This is doubtless true of Psychology alone, but of Psychology illuminated by Physiology we have another tale to tell. It is the study of that border-land betwixt mind and matter, the brain, which yields the richest results to the educator. For the brain is the seat of habit: the culture of habit is, to a certain extent, physical culture: the discipline of habit is at least a third part of the great whole which we call education, and here we feel that the physical science of to-day has placed us far in advance of the great philosopher of fifty years ago. We hold with him entirely as to the importance of great formative ideas in the education of children, but, we add to our ideas, habits, and we labour to form habits upon a physical basis. Character is the result not merely of the great ideas which are given to us, but of the habits which we labour to form upon those ideas. We recognise both principles and the result is a wide range of possibilities in education, practical methods, and a definite aim. We labour to produce a human being at his best physically, mentally, morally, and spiritually, with the enthusiasms of religion, the good life, of nature, of knowledge, of art and of manual work; and we do not labour in the dark.
FOOTNOTES:
[16] Sonnenschein & Co., 3s.
CHAPTER XXII
THE TEACHING OF THE “PARENTS’ NATIONAL EDUCATIONAL UNION”
Part I
One of Mr. Matthew Arnold’s discriminating utterances may help us in the effort to define anew the scope and the methods of education. In “A French Eton” (page 61) he says:—“The education of each class in society has, or ought to have, its ideal, determined by the wants of that class, and by its destination. Society may be imagined so uniform that one education shall be suitable for all its members; we have not a society of that kind, nor has any European country.... Looking at English society at this moment, one may say that the ideal for the education of each of its classes to follow, the aim which the education of each should particularly endeavour to reach, is different.”
This remark helps us to define our position. We lay no claim to original ideas or methods. We cannot choose but profit by the work of the great educators. Such men as Locke and Rousseau, Pestalozzi, and Froebel, have left us an inheritance of educational thought which we must needs enter upon.
Our work is selective, but not merely so. We are progressive. We take what former thinkers have left us, and go on from there.

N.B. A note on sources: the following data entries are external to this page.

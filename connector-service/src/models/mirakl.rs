use bytes::Bytes;
use chrono::{DateTime, Utc};
use serde::{Deserialize, Deserializer, Serialize};

/// Mirakl identifiers and custom field values arrive either as JSON strings or numbers
pub fn string_or_number<'de, D>(deserializer: D) -> Result<String, D::Error>
where
    D: Deserializer<'de>,
{
    match serde_json::Value::deserialize(deserializer)? {
        serde_json::Value::String(s) => Ok(s),
        serde_json::Value::Number(n) => Ok(n.to_string()),
        serde_json::Value::Bool(b) => Ok(b.to_string()),
        other => Err(serde::de::Error::custom(format!(
            "expected string or number, got {}",
            other
        ))),
    }
}

fn optional_string_or_number<'de, D>(deserializer: D) -> Result<Option<String>, D::Error>
where
    D: Deserializer<'de>,
{
    match Option::<serde_json::Value>::deserialize(deserializer)? {
        None | Some(serde_json::Value::Null) => Ok(None),
        Some(serde_json::Value::String(s)) => Ok(Some(s)),
        Some(serde_json::Value::Number(n)) => Ok(Some(n.to_string())),
        Some(serde_json::Value::Bool(b)) => Ok(Some(b.to_string())),
        Some(other) => Ok(Some(other.to_string())),
    }
}

#[derive(Debug, Clone, Serialize, Deserialize)]
pub struct Shop {
    #[serde(rename = "shop_id", deserialize_with = "string_or_number")]
    pub id: String,
    #[serde(rename = "shop_name", default)]
    pub name: Option<String>,
    #[serde(rename = "contact_informations", alias = "contact_information", default)]
    pub contact_information: ContactInformation,
    #[serde(rename = "pro_details", alias = "professional_information", default)]
    pub professional_information: Option<ProfessionalInformation>,
    #[serde(rename = "payment_info", alias = "payment_information", default)]
    pub payment_information: Option<PaymentInformation>,
    #[serde(default)]
    pub currency_iso_code: Option<String>,
    #[serde(rename = "shop_additional_fields", alias = "additional_fields", default)]
    pub additional_fields: Vec<AdditionalField>,
}

impl Shop {
    /// Trimmed, non-empty value of a custom field
    pub fn additional_field(&self, code: &str) -> Option<&str> {
        self.additional_fields
            .iter()
            .find(|field| field.code == code)
            .and_then(|field| field.value.as_deref())
            .map(str::trim)
            .filter(|value| !value.is_empty())
    }
}

#[derive(Debug, Clone, Default, Serialize, Deserialize)]
#[serde(default)]
pub struct ContactInformation {
    pub civility: Option<String>,
    pub firstname: Option<String>,
    pub lastname: Option<String>,
    pub email: Option<String>,
    pub street1: Option<String>,
    pub street2: Option<String>,
    pub zip_code: Option<String>,
    pub city: Option<String>,
    pub state: Option<String>,
    /// ISO-3166 alpha-3
    pub country: Option<String>,
}

#[derive(Debug, Clone, Default, Serialize, Deserialize)]
#[serde(default)]
pub struct ProfessionalInformation {
    pub corporate_name: Option<String>,
    pub tax_identification_number: Option<String>,
}

#[derive(Debug, Clone, Serialize, Deserialize)]
#[serde(tag = "@type")]
pub enum PaymentInformation {
    #[serde(rename = "IBAN")]
    Iban(IbanBankAccount),
    #[serde(rename = "ABA")]
    Aba(AbaBankAccount),
    #[serde(rename = "UK")]
    Uk(UkBankAccount),
    #[serde(other)]
    Unsupported,
}

impl PaymentInformation {
    pub fn owner(&self) -> Option<&str> {
        match self {
            PaymentInformation::Iban(account) => account.owner.as_deref(),
            PaymentInformation::Aba(account) => account.owner.as_deref(),
            PaymentInformation::Uk(account) => account.owner.as_deref(),
            PaymentInformation::Unsupported => None,
        }
    }
}

#[derive(Debug, Clone, Default, Serialize, Deserialize)]
#[serde(default)]
pub struct IbanBankAccount {
    pub owner: Option<String>,
    pub iban: Option<String>,
    pub bic: Option<String>,
    pub bank_city: Option<String>,
    pub bank_name: Option<String>,
}

#[derive(Debug, Clone, Default, Serialize, Deserialize)]
#[serde(default)]
pub struct AbaBankAccount {
    pub owner: Option<String>,
    pub bank_account_number: Option<String>,
    pub routing_number: Option<String>,
    pub bank_name: Option<String>,
    pub bank_city: Option<String>,
}

#[derive(Debug, Clone, Default, Serialize, Deserialize)]
#[serde(default)]
pub struct UkBankAccount {
    pub owner: Option<String>,
    pub bank_account_number: Option<String>,
    pub bank_sort_code: Option<String>,
    pub bank_name: Option<String>,
    pub bank_city: Option<String>,
}

#[derive(Debug, Clone, Serialize, Deserialize)]
pub struct AdditionalField {
    pub code: String,
    #[serde(rename = "type", default)]
    pub field_type: Option<String>,
    #[serde(default, deserialize_with = "optional_string_or_number")]
    pub value: Option<String>,
}

#[derive(Debug, Clone, Default, Serialize, Deserialize)]
pub struct Shops {
    #[serde(default)]
    pub shops: Vec<Shop>,
    #[serde(default)]
    pub total_count: i64,
}

#[derive(Debug, Clone, PartialEq)]
pub struct GetShopsRequest {
    pub offset: i64,
    pub max: Option<u32>,
    pub updated_since: Option<DateTime<Utc>>,
    pub shop_ids: Vec<String>,
    pub paginate: bool,
}

impl Default for GetShopsRequest {
    fn default() -> Self {
        Self {
            offset: 0,
            max: None,
            updated_since: None,
            shop_ids: Vec::new(),
            paginate: true,
        }
    }
}

#[derive(Debug, Clone, PartialEq, Serialize, Deserialize)]
pub struct ShopDocument {
    #[serde(deserialize_with = "string_or_number")]
    pub id: String,
    #[serde(deserialize_with = "string_or_number")]
    pub shop_id: String,
    #[serde(rename = "type")]
    pub type_code: String,
    #[serde(default)]
    pub file_name: Option<String>,
    #[serde(default)]
    pub date_updated: Option<DateTime<Utc>>,
}

#[derive(Debug, Clone, Default, Deserialize)]
pub struct ShopDocuments {
    #[serde(rename = "shop_documents", alias = "documents", default)]
    pub documents: Vec<ShopDocument>,
}

#[derive(Debug, Clone, PartialEq)]
pub struct DownloadedDocument {
    pub filename: String,
    pub content: Bytes,
}

#[derive(Debug, Clone, Serialize)]
pub struct ManualCreditRequest {
    pub invoices: Vec<ManualAccountingDocument>,
}

#[derive(Debug, Clone, Serialize)]
pub struct ManualAccountingDocument {
    pub shop_id: i64,
    #[serde(rename = "type")]
    pub document_type: String,
    pub currency_iso_code: String,
    pub description: String,
    pub lines: Vec<ManualAccountingDocumentLine>,
}

#[derive(Debug, Clone, Serialize)]
pub struct ManualAccountingDocumentLine {
    #[serde(with = "rust_decimal::serde::float")]
    pub amount: rust_decimal::Decimal,
    pub description: String,
    pub quantity: i32,
}

#[derive(Debug, Clone, Default, Serialize, Deserialize)]
pub struct ManualAccountingDocumentReturn {
    #[serde(default, deserialize_with = "optional_string_or_number")]
    pub manual_accounting_document_id: Option<String>,
    #[serde(default)]
    pub manual_accounting_document_error: Option<serde_json::Value>,
}

#[derive(Debug, Clone, Default, Deserialize)]
pub struct ManualAccountingDocumentReturns {
    #[serde(default)]
    pub manual_accounting_documents_returns: Vec<ManualAccountingDocumentReturn>,
}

For example, in this matter of class differentiation, we believe we have scientific grounds for a line of our own. The Fathers (why should we not have Fathers in education as well as in theology?) worked out, for the most part, their educational thought with an immediate view to the children of the poor. Because the children that he had to deal with had a limited vocabulary, and untrained observing powers, Pestalozzi taught them to see and then to say: “I see a hole in the carpet. I see a small hole in the carpet. I see a small round hole in the carpet. I see a small round hole with a black edge in the carpet,” and so on; and it is very easy to see how good such training would be for such children. But what is the case with the children we have to deal with? We believe to-day on scientific grounds in the doctrine of heredity, and certainly in this matter experience supports our faith.